湘南老人ホームでの日々
医者が患者を治すように、福祉も人の心を治す力があるんだなって。
訪問から帰宅したスタッフとすぐに口頭で情報共有をする田口さん。
―湘南老人ホームで働くなかで、何か新たに感じたことはありましたか?
湘南老人ホームは、基本人を看取るという方針の施設で、自分が目指すべき考えと同じだったこともあり、それをベースにより良い施設にしていく一員になれることにとてもやりがいを感じて働いていました。
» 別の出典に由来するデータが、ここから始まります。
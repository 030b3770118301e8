//! End-to-end merge and config-generation tests over a real temp table.

use std::fs;
use std::path::PathBuf;

use oxidock_affinity::{
    generate_affinity_configs, merge_affinity, MergeJob, MergeSkipReason, TemplateJob,
};

const TABLE: &str = "\
ID,SMILES,mw
mol1,CCO,46.07
mol2,c1ccccc1,78.11
mol3,CC(=O)O,60.05
";

fn write_table(dir: &std::path::Path) -> PathBuf {
    let path = dir.join("mols.csv");
    fs::write(&path, TABLE).unwrap();
    path
}

fn write_prediction(dir: &std::path::Path, label: &str, id: &str, value: f64) {
    let sub = dir.join(format!("{label}_{id}"));
    fs::create_dir_all(&sub).unwrap();
    fs::write(
        sub.join(format!("affinity_{label}_{id}.json")),
        format!(r#"{{"affinity_pred_value": {value}, "affinity_probability_binary": 0.7}}"#),
    )
    .unwrap();
}

#[tokio::test]
async fn test_merge_two_valid_one_missing() {
    let dir = tempfile::tempdir().unwrap();
    let table = write_table(dir.path());
    let preds = dir.path().join("grp_predictions");
    write_prediction(&preds, "grp", "mol1", -6.42);
    write_prediction(&preds, "grp", "mol2", -5.13);
    // mol3 has no artifact

    let job = MergeJob {
        table_path: table.clone(),
        predictions_dir: preds,
        label: "grp".to_string(),
    };
    let report = merge_affinity(&job).await.unwrap();

    assert_eq!(report.merged, 2);
    assert_eq!(report.missing, 1);
    assert_eq!(report.column, "affinity_with_grp(boltz)");
    assert_eq!(
        report.rows[2].skip_reason,
        Some(MergeSkipReason::ArtifactMissing)
    );

    let rewritten = fs::read_to_string(&table).unwrap();
    let mut lines = rewritten.lines();
    assert_eq!(lines.next().unwrap(), "ID,SMILES,mw,affinity_with_grp(boltz)");
    assert_eq!(lines.next().unwrap(), "mol1,CCO,46.07,-6.42");
    assert_eq!(lines.next().unwrap(), "mol2,c1ccccc1,78.11,-5.13");
    // missing marker is an empty cell, never zero
    assert_eq!(lines.next().unwrap(), "mol3,CC(=O)O,60.05,");
}

#[tokio::test]
async fn test_remerge_overwrites_column_without_duplicating() {
    let dir = tempfile::tempdir().unwrap();
    let table = write_table(dir.path());
    let preds = dir.path().join("hsp_predictions");
    write_prediction(&preds, "hsp", "mol1", -4.0);
    write_prediction(&preds, "hsp", "mol2", -4.5);
    write_prediction(&preds, "hsp", "mol3", -5.0);

    let job = MergeJob {
        table_path: table.clone(),
        predictions_dir: preds.clone(),
        label: "hsp".to_string(),
    };

    let first = merge_affinity(&job).await.unwrap();
    assert_eq!(first.merged, 3);

    // prediction for mol3 regenerated between merges
    write_prediction(&preds, "hsp", "mol3", -9.9);
    let second = merge_affinity(&job).await.unwrap();
    assert_eq!(second.merged, 3);

    let rewritten = fs::read_to_string(&table).unwrap();
    let header = rewritten.lines().next().unwrap();
    assert_eq!(
        header.matches("affinity_with_hsp(boltz)").count(),
        1,
        "column duplicated: {header}"
    );
    assert!(rewritten.contains("mol3,CC(=O)O,60.05,-9.9"));
}

#[tokio::test]
async fn test_malformed_artifact_only_skips_its_row() {
    let dir = tempfile::tempdir().unwrap();
    let table = write_table(dir.path());
    let preds = dir.path().join("grp_predictions");
    write_prediction(&preds, "grp", "mol1", -6.0);

    // mol2: invalid JSON
    let bad = preds.join("grp_mol2");
    fs::create_dir_all(&bad).unwrap();
    fs::write(bad.join("affinity_grp_mol2.json"), "{not json").unwrap();

    // mol3: valid JSON, wrong field
    let wrong = preds.join("grp_mol3");
    fs::create_dir_all(&wrong).unwrap();
    fs::write(wrong.join("affinity_grp_mol3.json"), r#"{"score": 1.0}"#).unwrap();

    let job = MergeJob {
        table_path: table,
        predictions_dir: preds,
        label: "grp".to_string(),
    };
    let report = merge_affinity(&job).await.unwrap();

    assert_eq!(report.merged, 1);
    assert_eq!(report.missing, 2);
    assert!(matches!(
        report.rows[1].skip_reason,
        Some(MergeSkipReason::Malformed(_))
    ));
    assert_eq!(report.rows[2].skip_reason, Some(MergeSkipReason::FieldAbsent));
}

#[tokio::test]
async fn test_generate_configs_per_row() {
    let dir = tempfile::tempdir().unwrap();
    let table = write_table(dir.path());

    let template = dir.path().join("hsp_1.yaml");
    fs::write(
        &template,
        "\
version: 1
sequences:
  - protein:
      id: A
      sequence: MVLSPADKTN
  - ligand:
      id: B
      smiles: CCO
properties:
  - affinity:
      binder: B
",
    )
    .unwrap();

    let out = dir.path().join("hsp_config");
    let job = TemplateJob {
        table_path: table,
        template_path: template,
        output_dir: out.clone(),
        label: "hsp".to_string(),
    };
    let report = generate_affinity_configs(&job).await.unwrap();

    assert_eq!(report.written, 3);
    assert!(report.failures.is_empty());

    let mol2 = fs::read_to_string(out.join("hsp_mol2.yaml")).unwrap();
    assert!(mol2.contains("smiles: c1ccccc1"));
    assert!(mol2.contains("sequence: MVLSPADKTN"));
    assert!(!out.join("hsp_mol4.yaml").exists());
}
改善すべき部分も一杯あって、自分的にもすごく勉強できる場だな、と。
ピンクの壁がチャームポイントのオフィス内。
―改善すべきこととは、どういうことですか?またそれに対して田口さんが取り組んだことって何かありますか?
そうですねぇ。色々ありますが、特に自分は、ご利用者さんの外出にこだわっていましたね。業務でいくら忙しいと言っても、通院の日は、シフト調整して何とか行けるようにするわけで、同様に外出する時間もとれるんじゃないかなと思ったわけです。それに、ある時、ご利用者さんに『死ぬまでにしたいこと』を聞いてみたことがあって。すると、みんな抱いているのは、さほど大きい望みではないんですよ。「筆記用具を買いに行きたい。教会に行きたい。髪を染めたい…etc」とか。それであれば、実現できると思って、パートの方に協力してもらいながら、早く仕事を終わらせて、夜勤前に教会に一緒に行ってもらったり、とかしてましたね。
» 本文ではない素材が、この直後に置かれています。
//! Orchestrator for the docking pipeline.
//!
//! Strictly sequential: each stage blocks on the full completion of its
//! subordinate process, because every stage's inputs are artifacts of the
//! one before it. Any stage failure, or any declared artifact missing after
//! a reported success, moves the pipeline to `Failed` and halts it; there
//! is no partial recovery and no skip-ahead.

use serde::Serialize;
use std::path::Path;
use std::time::Duration;
use tracing::{debug, info};
use uuid::Uuid;

use oxidock_common::{OutputLayout, OxidockError, Result, RunConfig, SearchBox};

use crate::artifacts::{ArtifactReference, ArtifactRole, ArtifactSet};
use crate::config;
use crate::preplog;
use crate::runner::StageRunner;

/// Receptor-preparation stage name, as reported in errors and logs.
pub const TARGET_PREP_STAGE: &str = "target_preparation";

/// Docking stage name.
pub const DOCKING_STAGE: &str = "docking";

// ── State machine ─────────────────────────────────────────────────────────────

#[derive(Debug, Clone, Copy, PartialEq, Eq, Serialize)]
#[serde(rename_all = "snake_case")]
pub enum PipelineState {
    Uninitialized,
    ReceptorPrepared,
    LigandsPrepared,
    Docked,
    Finished,
    Failed,
}

// ── Run summary ───────────────────────────────────────────────────────────────

/// Final result of a pipeline run, exposed to the caller.
#[derive(Debug, Clone, Serialize)]
pub struct RunSummary {
    pub run_id: Uuid,
    pub artifacts: Vec<ArtifactReference>,
    /// Score block echoed by the docking engine on stdout.
    pub score_output: String,
    pub duration_ms: u64,
}

// ── Orchestrator ──────────────────────────────────────────────────────────────

pub struct DockingPipeline<'a> {
    config: &'a RunConfig,
    layout: OutputLayout,
    runner: StageRunner,
    artifacts: ArtifactSet,
    state: PipelineState,
    run_id: Uuid,
}

impl<'a> DockingPipeline<'a> {
    pub fn new(config: &'a RunConfig) -> Self {
        let layout = OutputLayout::new(&config.paths.output_dir);
        let deadline = config.execution.stage_timeout_secs.map(Duration::from_secs);
        let runner = StageRunner::new(&config.tools.interpreter, deadline);
        Self {
            config,
            layout,
            runner,
            artifacts: ArtifactSet::default(),
            state: PipelineState::Uninitialized,
            run_id: Uuid::new_v4(),
        }
    }

    pub fn state(&self) -> PipelineState {
        self.state
    }

    pub fn run_id(&self) -> Uuid {
        self.run_id
    }

    /// Path recorded for a role, if the producing stage has completed.
    pub fn artifact(&self, role: ArtifactRole) -> Option<&Path> {
        self.artifacts.get(role)
    }

    /// Drive the pipeline to completion. Any error leaves the pipeline in
    /// the terminal `Failed` state.
    pub async fn run(&mut self) -> Result<RunSummary> {
        let t0 = std::time::Instant::now();
        info!(run_id = %self.run_id, "Starting docking pipeline");

        match self.drive().await {
            Ok(score_output) => {
                let summary = RunSummary {
                    run_id: self.run_id,
                    artifacts: self.artifacts.references(),
                    score_output,
                    duration_ms: t0.elapsed().as_millis() as u64,
                };
                info!(
                    run_id = %self.run_id,
                    artifacts = summary.artifacts.len(),
                    duration_ms = summary.duration_ms,
                    "Docking pipeline finished"
                );
                Ok(summary)
            }
            Err(e) => {
                self.state = PipelineState::Failed;
                Err(e)
            }
        }
    }

    async fn drive(&mut self) -> Result<String> {
        // A re-run must not mix stale artifacts with fresh ones: the run
        // owns its output directory exclusively and starts from empty.
        self.reset_output_dir().await?;

        // ── Receptor preparation ──────────────────────────────────────────
        self.check_input("paths.receptor_pdb", &self.config.paths.receptor_pdb)?;
        self.check_input(
            "paths.reference_ligand_pdb",
            &self.config.paths.reference_ligand_pdb,
        )?;

        let prep_doc = config::build_target_prep_config(self.config, &self.layout)?;
        let prep = self
            .runner
            .run_stage(
                TARGET_PREP_STAGE,
                &self.config.tools.target_preparator,
                &prep_doc,
                &self.layout.target_prep_config(),
                &[],
                vec![
                    ArtifactReference::new(ArtifactRole::FixedStructure, self.layout.fixed_pdb()),
                    ArtifactReference::new(
                        ArtifactRole::PreparedReceptor,
                        self.layout.receptor_pdbqt(),
                    ),
                    ArtifactReference::new(
                        ArtifactRole::PreparationLog,
                        self.layout.target_prep_log(),
                    ),
                ],
            )
            .await?;
        for artifact in prep.verify_artifacts()? {
            self.artifacts.record(artifact);
        }
        self.state = PipelineState::ReceptorPrepared;
        info!(run_id = %self.run_id, "Receptor prepared");

        // ── Ligand pool ───────────────────────────────────────────────────
        // The embedding pool is consumed by the docking invocation itself,
        // but it is a distinct preparation phase: the SMILES input is
        // validated here, before anything else is built on top of it.
        self.check_input("paths.smiles", &self.config.paths.smiles)?;
        self.state = PipelineState::LigandsPrepared;
        debug!(run_id = %self.run_id, "Ligand pool validated");

        // ── Docking ───────────────────────────────────────────────────────
        let search_box = self.resolve_search_box().await?;
        let receptor = self
            .artifacts
            .get(ArtifactRole::PreparedReceptor)
            .ok_or_else(|| {
                OxidockError::Configuration("prepared receptor artifact not recorded".to_string())
            })?
            .to_path_buf();

        let docking_doc =
            config::build_docking_config(self.config, &self.layout, &receptor, search_box)?;
        let docked = self
            .runner
            .run_stage(
                DOCKING_STAGE,
                &self.config.tools.docker,
                &docking_doc,
                &self.layout.docking_config(),
                &["-print_scores"],
                vec![
                    ArtifactReference::new(
                        ArtifactRole::EmbeddedLigands,
                        self.layout.embedded_ligands(),
                    ),
                    ArtifactReference::new(ArtifactRole::DockedPoses, self.layout.ligands_docked()),
                    ArtifactReference::new(ArtifactRole::ScoreTable, self.layout.scores()),
                ],
            )
            .await?;
        self.state = PipelineState::Docked;

        // ── Verify and finish ─────────────────────────────────────────────
        for artifact in docked.verify_artifacts()? {
            self.artifacts.record(artifact);
        }
        self.state = PipelineState::Finished;
        info!(run_id = %self.run_id, "Poses and scores verified");

        Ok(docked.stdout)
    }

    /// Explicit box from the run configuration wins; otherwise the box the
    /// preparation tool derived from the reference ligand is read back from
    /// its log. Neither present is a configuration error, raised before the
    /// docking stage starts.
    async fn resolve_search_box(&mut self) -> Result<SearchBox> {
        if let Some(spec) = &self.config.docking.search_box {
            if let Some(explicit) = spec.resolve()? {
                debug!("Using explicit search box from run configuration");
                return Ok(explicit);
            }
        }

        let log_path = self
            .artifacts
            .get(ArtifactRole::PreparationLog)
            .ok_or_else(|| {
                OxidockError::Configuration("receptor preparation log not recorded".to_string())
            })?
            .to_path_buf();

        let text = tokio::fs::read_to_string(&log_path).await?;
        match preplog::extract_search_box(&text) {
            Some(derived) => {
                info!("Search box read back from receptor preparation log");
                self.artifacts
                    .record(ArtifactReference::new(ArtifactRole::DockingBox, &log_path));
                Ok(derived)
            }
            None => Err(OxidockError::Configuration(format!(
                "no search box configured and none found in {log_path:?}"
            ))),
        }
    }

    fn check_input(&self, field: &str, path: &Path) -> Result<()> {
        if !path.exists() {
            return Err(OxidockError::Configuration(format!(
                "input '{field}' does not exist: {path:?}"
            )));
        }
        Ok(())
    }

    async fn reset_output_dir(&self) -> Result<()> {
        let dir = self.layout.output_dir();
        match tokio::fs::remove_dir_all(dir).await {
            Ok(()) => {}
            Err(e) if e.kind() == std::io::ErrorKind::NotFound => {}
            Err(e) => return Err(e.into()),
        }
        tokio::fs::create_dir_all(dir).await?;
        debug!("Output directory reset: {:?}", dir);
        Ok(())
    }
}
//! Merge per-molecule affinity predictions into the master molecule table.
//!
//! One prediction artifact per molecule ID is expected at
//! `<predictions_dir>/<label>_<ID>/affinity_<label>_<ID>.json`. The table is
//! read once, a single column is appended (or overwritten, when re-merging),
//! and the whole file is rewritten in place: same path, same row order,
//! same IDs.

use serde::Serialize;
use std::path::PathBuf;
use tracing::{info, warn};

use oxidock_common::{OxidockError, Result};

/// ID column expected in the molecule table.
pub const ID_COLUMN: &str = "ID";

/// JSON field holding the predicted value inside each artifact.
pub const PREDICTION_FIELD: &str = "affinity_pred_value";

// ── Job ───────────────────────────────────────────────────────────────────────

/// Parameters for one merge run.
#[derive(Debug, Clone)]
pub struct MergeJob {
    /// Molecule table, rewritten in place.
    pub table_path: PathBuf,
    /// Root directory holding one prediction artifact per molecule.
    pub predictions_dir: PathBuf,
    /// Target label, e.g. "grp" or "hsp"; selects the artifact sub-paths and
    /// names the merged column.
    pub label: String,
}

impl MergeJob {
    /// Name of the column the merge writes.
    pub fn column_name(&self) -> String {
        format!("affinity_with_{}(boltz)", self.label)
    }

    /// Deterministic artifact location for one molecule ID.
    pub fn artifact_path(&self, molecule_id: &str) -> PathBuf {
        self.predictions_dir
            .join(format!("{}_{}", self.label, molecule_id))
            .join(format!("affinity_{}_{}.json", self.label, molecule_id))
    }
}

// ── Per-row outcome ───────────────────────────────────────────────────────────

/// Why a row received the missing-value marker instead of a prediction.
#[derive(Debug, Clone, PartialEq, Eq, Serialize)]
#[serde(rename_all = "snake_case")]
pub enum MergeSkipReason {
    /// No artifact at the derived path.
    ArtifactMissing,
    /// The artifact exists but could not be read.
    Unreadable(String),
    /// The artifact is not valid JSON.
    Malformed(String),
    /// Valid JSON without a numeric prediction field.
    FieldAbsent,
}

/// One row's merge result. A skipped row never aborts the run; the skip
/// reason is data, not an error.
#[derive(Debug, Clone, Serialize)]
pub struct MergeRowOutcome {
    pub molecule_id: String,
    pub value: Option<f64>,
    pub skip_reason: Option<MergeSkipReason>,
}

/// Summary of a completed merge.
#[derive(Debug, Clone, Serialize)]
pub struct MergeReport {
    pub column: String,
    pub merged: usize,
    pub missing: usize,
    pub rows: Vec<MergeRowOutcome>,
}

// ── Merge ─────────────────────────────────────────────────────────────────────

/// Run the merge. Fatal errors are limited to the table itself (unreadable,
/// no ID column); every per-artifact problem degrades to a missing value on
/// that row only.
pub async fn merge_affinity(job: &MergeJob) -> Result<MergeReport> {
    let content = tokio::fs::read_to_string(&job.table_path).await?;
    let mut reader = csv::Reader::from_reader(content.as_bytes());

    let headers: Vec<String> = reader
        .headers()
        .map_err(|e| OxidockError::Configuration(format!("molecule table has no header: {e}")))?
        .iter()
        .map(|s| s.to_string())
        .collect();

    let id_index = headers
        .iter()
        .position(|h| h == ID_COLUMN)
        .ok_or_else(|| {
            OxidockError::Configuration(format!(
                "molecule table {:?} has no '{ID_COLUMN}' column",
                job.table_path
            ))
        })?;

    let records = reader
        .records()
        .collect::<std::result::Result<Vec<_>, _>>()
        .map_err(|e| OxidockError::Configuration(format!("molecule table is malformed: {e}")))?;

    info!(
        rows = records.len(),
        table = ?job.table_path,
        "Merging '{}' predictions",
        job.label
    );

    let column = job.column_name();
    // re-merging overwrites the previous result instead of appending a twin
    let existing = headers.iter().position(|h| h == &column);

    let mut rows = Vec::with_capacity(records.len());
    for record in &records {
        let molecule_id = record.get(id_index).unwrap_or_default().to_string();
        let outcome = read_prediction(job, &molecule_id).await;
        if let Some(reason) = &outcome.skip_reason {
            warn!(id = %outcome.molecule_id, ?reason, "No prediction merged for row");
        }
        rows.push(outcome);
    }

    // rewrite the table wholesale
    let mut writer = csv::Writer::from_writer(Vec::new());
    let mut out_headers = headers.clone();
    match existing {
        Some(i) => out_headers[i] = column.clone(),
        None => out_headers.push(column.clone()),
    }
    writer
        .write_record(&out_headers)
        .map_err(|e| OxidockError::Configuration(format!("failed to write table header: {e}")))?;

    for (record, outcome) in records.iter().zip(&rows) {
        let value = outcome
            .value
            .map(|v| v.to_string())
            .unwrap_or_default();
        let mut fields: Vec<String> = record.iter().map(|s| s.to_string()).collect();
        match existing {
            Some(i) => fields[i] = value,
            None => fields.push(value),
        }
        writer
            .write_record(&fields)
            .map_err(|e| OxidockError::Configuration(format!("failed to write table row: {e}")))?;
    }

    let bytes = writer
        .into_inner()
        .map_err(|e| OxidockError::Configuration(format!("failed to flush table: {e}")))?;
    tokio::fs::write(&job.table_path, bytes).await?;

    let merged = rows.iter().filter(|r| r.value.is_some()).count();
    let missing = rows.len() - merged;
    info!(column = %column, merged, missing, "Merge complete");

    Ok(MergeReport {
        column,
        merged,
        missing,
        rows,
    })
}

/// Read one molecule's prediction; all failures collapse into a per-row
/// skip reason.
async fn read_prediction(job: &MergeJob, molecule_id: &str) -> MergeRowOutcome {
    let path = job.artifact_path(molecule_id);

    let outcome = |value, skip_reason| MergeRowOutcome {
        molecule_id: molecule_id.to_string(),
        value,
        skip_reason,
    };

    if !path.exists() {
        return outcome(None, Some(MergeSkipReason::ArtifactMissing));
    }

    let content = match tokio::fs::read_to_string(&path).await {
        Ok(c) => c,
        Err(e) => return outcome(None, Some(MergeSkipReason::Unreadable(e.to_string()))),
    };

    let document: serde_json::Value = match serde_json::from_str(&content) {
        Ok(v) => v,
        Err(e) => return outcome(None, Some(MergeSkipReason::Malformed(e.to_string()))),
    };

    match document.get(PREDICTION_FIELD).and_then(|v| v.as_f64()) {
        Some(value) => outcome(Some(value), None),
        None => outcome(None, Some(MergeSkipReason::FieldAbsent)),
    }
}

// ── Tests ─────────────────────────────────────────────────────────────────────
今日お休みの介護支援専門員の方の席にいたのは、カエルちゃん!!
―では色々なことに取り組める環境でもあったのですね。
そうですね。でも最初からそういうことを言い出したわけではなく、周囲の様子を見ながら徐々にです(笑)。それを実現させるための業務効率化にまずは力を入れて、実際にできるようになったのは、3年目の時。重複して書いていた記録を1つの書式にまとめてみたり、無駄な時間を少しずつ省いていった感じです。
受話器に貼られた顔。お菓子に付いていた紙に各自表情を書き加えてオリジナルに。
―実際、望みが叶った時のご利用者さんの反応は?
ある時、寡黙でベッドからあまり出たがらないおばあさんが「教会に行きたい」と突然話してくれたことがありました。急いでご家族や昔の写真を見て通っていた教会を探し出し、クリスマスイブの日に教会にお連れしてミサに参加したんです。すると後日、あまり話さなかった方なのに、「入れ歯をいれたい」「ヨーロッパに行きたい」「髪の毛を染めたい」「お寿司が食べたい」とやけに話してくれるようになりました。さらに、ベッドから出てくる時間も増え、職員に話しかけることも多くなりました。
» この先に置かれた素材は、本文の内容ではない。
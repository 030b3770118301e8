//! Output-file layout of a pipeline run.
//!
//! Every file a run produces lives under the run's output directory with a
//! fixed name, so a re-run against the same directory replaces the previous
//! run wholesale.

use std::path::{Path, PathBuf};

/// Receptor-preparation configuration document
pub const TARGET_PREP_CONFIG_FILE: &str = "ADV_target_prep.json";

/// Fixed (repaired) receptor structure
pub const FIXED_PDB_FILE: &str = "ADV_fixed_target.pdb";

/// Prepared receptor in docking-ready format
pub const RECEPTOR_PDBQT_FILE: &str = "ADV_receptor.pdbqt";

/// Receptor-preparation log (carries the derived docking box)
pub const TARGET_PREP_LOG_FILE: &str = "ADV_target_prep.log";

/// Docking configuration document
pub const DOCKING_CONFIG_FILE: &str = "ADV_docking.json";

/// Embedded ligand conformers
pub const EMBEDDED_LIGANDS_FILE: &str = "ADV_embedded_ligands.sdf";

/// Docked poses
pub const LIGANDS_DOCKED_FILE: &str = "ADV_ligands_docked.sdf";

/// Per-pose score table
pub const SCORES_FILE: &str = "ADV_scores.csv";

/// The derived locations of every artifact a run reads and writes.
#[derive(Debug, Clone)]
pub struct OutputLayout {
    output_dir: PathBuf,
}

impl OutputLayout {
    pub fn new<P: AsRef<Path>>(output_dir: P) -> Self {
        Self {
            output_dir: output_dir.as_ref().to_path_buf(),
        }
    }

    pub fn output_dir(&self) -> &Path {
        &self.output_dir
    }

    pub fn target_prep_config(&self) -> PathBuf {
        self.output_dir.join(TARGET_PREP_CONFIG_FILE)
    }

    pub fn fixed_pdb(&self) -> PathBuf {
        self.output_dir.join(FIXED_PDB_FILE)
    }

    pub fn receptor_pdbqt(&self) -> PathBuf {
        self.output_dir.join(RECEPTOR_PDBQT_FILE)
    }

    pub fn target_prep_log(&self) -> PathBuf {
        self.output_dir.join(TARGET_PREP_LOG_FILE)
    }

    pub fn docking_config(&self) -> PathBuf {
        self.output_dir.join(DOCKING_CONFIG_FILE)
    }

    pub fn embedded_ligands(&self) -> PathBuf {
        self.output_dir.join(EMBEDDED_LIGANDS_FILE)
    }

    pub fn ligands_docked(&self) -> PathBuf {
        self.output_dir.join(LIGANDS_DOCKED_FILE)
    }

    pub fn scores(&self) -> PathBuf {
        self.output_dir.join(SCORES_FILE)
    }
}

#[cfg(test)]
mod tests {
    use super::*;

    #[test]
    fn test_layout_paths_live_under_output_dir() {
        let layout = OutputLayout::new("/runs/grp94");
        assert_eq!(
            layout.receptor_pdbqt(),
            PathBuf::from("/runs/grp94/ADV_receptor.pdbqt")
        );
        assert_eq!(
            layout.scores(),
            PathBuf::from("/runs/grp94/ADV_scores.csv")
        );
        assert_eq!(layout.output_dir(), Path::new("/runs/grp94"));
    }
}
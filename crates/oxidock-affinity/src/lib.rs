//! Oxidock Affinity - merging externally predicted binding affinities.
//!
//! The affinity prediction tool runs separately, producing one small JSON
//! document per molecule. This crate generates the tool's per-molecule
//! input configs from the master molecule table, and later merges the
//! predicted values back into that table as a new column.

pub mod merge;
pub mod template;

pub use merge::{merge_affinity, MergeJob, MergeReport, MergeRowOutcome, MergeSkipReason};
pub use template::{generate_affinity_configs, TemplateJob, TemplateReport};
そんなことを繰り返していくと、ご利用者さんがいきいきとしてくる変化に気づき、ただ、排せつ、入浴、食事介助だけをこなすのが介護ではないと思うようになりました。福祉には人を変える力がある、と実感した瞬間です。医者が患者を治すように、福祉も人の心を治す力があるんだなって。これぞ、この仕事の醍醐味。でも在宅に来て、ヘルパーってそれを感じる機会が少ないのでは?とも思うので、これからは、「介護って楽しい」とヘルパーさんに思ってもらえような機会をもっと増やしていきたいです。あとは、自分がこだわっていた「看取り」。こうした経験を通して、お亡くなりになる最後のことだけを言うのではない。お年寄りの場合は、出会った瞬間からが看取りであり、ケア全てが看取りの延長なんだと思えるようになって、逆に今では「看取り」にこだわらなくなりました。